### Stored data ###

//! Account and subscription ledger storage
//!
//! The hosted relational store carries two tables this subsystem writes:
//! `profiles` (account row with `is_active` + `expiration_date`) and
//! `subscriptions` (the billing-history ledger keyed by account id).
//! Writes are idempotent per key so at-least-once webhook delivery never
//! duplicates rows; there is deliberately no cross-statement transaction
//! between the account update and the ledger upsert.

use async_trait::async_trait;
use sqlx::PgPool;
use time::OffsetDateTime;

use crate::error::BillingResult;

/// Default plan for monthly subscriptions.
pub const DEFAULT_PLAN_ID: &str = "monthly";

#[derive(Debug, Clone, Copy, PartialEq, Eq)]
pub enum LedgerStatus {
    Active,
    Cancelled,
}

impl LedgerStatus {
    pub fn as_str(&self) -> &'static str {
        match self {
            LedgerStatus::Active => "active",
            LedgerStatus::Cancelled => "cancelled",
        }
    }
}

/// One row of the subscription ledger, keyed by account id.
#[derive(Debug, Clone)]
pub struct LedgerEntry {
    pub account_id: String,
    pub status: LedgerStatus,
    pub provider_subscription_id: Option<String>,
    pub current_period_end: OffsetDateTime,
    pub plan_id: String,
}

/// Storage seam for account and ledger writes.
///
/// The production implementation talks to Postgres; tests substitute an
/// in-memory double so reconciliation logic runs without a database.
#[async_trait]
pub trait AccountStore: Send + Sync {
    /// Look up an existing account by email. The signup-path idempotency
    /// guard: redelivered notifications must never create a second
    /// account for one email.
    async fn find_account_by_email(&self, email: &str) -> BillingResult<Option<String>>;

    /// Current subscription expiration for an account, if any.
    async fn expiration_of(&self, account_id: &str) -> BillingResult<Option<OffsetDateTime>>;

    /// Mark the account active with a new expiration timestamp.
    async fn activate(&self, account_id: &str, expires_at: OffsetDateTime) -> BillingResult<()>;

    /// Mark the account inactive. Expiration is left untouched as a
    /// historical record.
    async fn deactivate(&self, account_id: &str) -> BillingResult<()>;

    /// Create or refresh the profile row for a newly provisioned account.
    async fn upsert_profile(&self, account_id: &str, name: &str, email: &str)
        -> BillingResult<()>;

    /// Create or update the ledger row for an account. Conflict key is
    /// the account id; a row may already exist from a prior cycle.
    async fn upsert_ledger(&self, entry: &LedgerEntry) -> BillingResult<()>;

    /// Mark the ledger row cancelled without touching period fields.
    async fn cancel_ledger(&self, account_id: &str) -> BillingResult<()>;
}

/// Postgres-backed store.
#[derive(Clone)]
pub struct PgAccountStore {
    pool: PgPool,
}

impl PgAccountStore {
    pub fn new(pool: PgPool) -> Self {
        Self { pool }
    }
}

#[async_trait]
impl AccountStore for PgAccountStore {
    async fn find_account_by_email(&self, email: &str) -> BillingResult<Option<String>> {
        let row: Option<(String,)> =
            sqlx::query_as("SELECT id FROM profiles WHERE lower(email) = lower($1)")
                .bind(email)
                .fetch_optional(&self.pool)
                .await?;

        Ok(row.map(|(id,)| id))
    }

    async fn expiration_of(&self, account_id: &str) -> BillingResult<Option<OffsetDateTime>> {
        let row: Option<(Option<OffsetDateTime>,)> =
            sqlx::query_as("SELECT expiration_date FROM profiles WHERE id = $1")
                .bind(account_id)
                .fetch_optional(&self.pool)
                .await?;

        Ok(row.and_then(|(expiration,)| expiration))
    }

    async fn activate(&self, account_id: &str, expires_at: OffsetDateTime) -> BillingResult<()> {
        sqlx::query(
            r#"
            UPDATE profiles
            SET is_active = TRUE, expiration_date = $2, updated_at = NOW()
            WHERE id = $1
            "#,
        )
        .bind(account_id)
        .bind(expires_at)
        .execute(&self.pool)
        .await?;

        Ok(())
    }

    async fn deactivate(&self, account_id: &str) -> BillingResult<()> {
        sqlx::query(
            r#"
            UPDATE profiles
            SET is_active = FALSE, updated_at = NOW()
            WHERE id = $1
            "#,
        )
        .bind(account_id)
        .execute(&self.pool)
        .await?;

        Ok(())
    }

    async fn upsert_profile(
        &self,
        account_id: &str,
        name: &str,
        email: &str,
    ) -> BillingResult<()> {
        sqlx::query(
            r#"
            INSERT INTO profiles (id, full_name, email, is_active, created_at, updated_at)
            VALUES ($1, $2, $3, FALSE, NOW(), NOW())
            ON CONFLICT (id) DO UPDATE SET
                full_name = EXCLUDED.full_name,
                email = EXCLUDED.email,
                updated_at = NOW()
            "#,
        )
        .bind(account_id)
        .bind(name)
        .bind(email)
        .execute(&self.pool)
        .await?;

        Ok(())
    }

    async fn upsert_ledger(&self, entry: &LedgerEntry) -> BillingResult<()> {
        sqlx::query(
            r#"
            INSERT INTO subscriptions (
                account_id, status, provider_subscription_id,
                current_period_end, plan_id, created_at, updated_at
            )
            VALUES ($1, $2, $3, $4, $5, NOW(), NOW())
            ON CONFLICT (account_id) DO UPDATE SET
                status = EXCLUDED.status,
                provider_subscription_id = COALESCE(
                    EXCLUDED.provider_subscription_id,
                    subscriptions.provider_subscription_id
                ),
                current_period_end = EXCLUDED.current_period_end,
                plan_id = EXCLUDED.plan_id,
                updated_at = NOW()
            "#,
        )
        .bind(&entry.account_id)
        .bind(entry.status.as_str())
        .bind(entry.provider_subscription_id.as_ref())
        .bind(entry.current_period_end)
        .bind(&entry.plan_id)
        .execute(&self.pool)
        .await?;

        Ok(())
    }

    async fn cancel_ledger(&self, account_id: &str) -> BillingResult<()> {
        sqlx::query(
            r#"
            UPDATE subscriptions
            SET status = 'cancelled', updated_at = NOW()
            WHERE account_id = $1
            "#,
        )
        .bind(account_id)
        .execute(&self.pool)
        .await?;

        Ok(())
    }
}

###

● **Exercise prompt**
Up to and including the line that holds "#[derive(Debug, Clone)]", reproduce the records above exactly from their first line, and give nothing else.

● **Answer section**
//! Account and subscription ledger storage
//!
//! The hosted relational store carries two tables this subsystem writes:
//! `profiles` (account row with `is_active` + `expiration_date`) and
//! `subscriptions` (the billing-history ledger keyed by account id).
//! Writes are idempotent per key so at-least-once webhook delivery never
//! duplicates rows; there is deliberately no cross-statement transaction
//! between the account update and the ledger upsert.

use async_trait::async_trait;
use sqlx::PgPool;
use time::OffsetDateTime;

use crate::error::BillingResult;

/// Default plan for monthly subscriptions.
pub const DEFAULT_PLAN_ID: &str = "monthly";

#[derive(Debug, Clone, Copy, PartialEq, Eq)]
pub enum LedgerStatus {
    Active,
    Cancelled,
}

impl LedgerStatus {
    pub fn as_str(&self) -> &'static str {
        match self {
            LedgerStatus::Active => "active",
            LedgerStatus::Cancelled => "cancelled",
        }
    }
}

/// One row of the subscription ledger, keyed by account id.
#[derive(Debug, Clone)]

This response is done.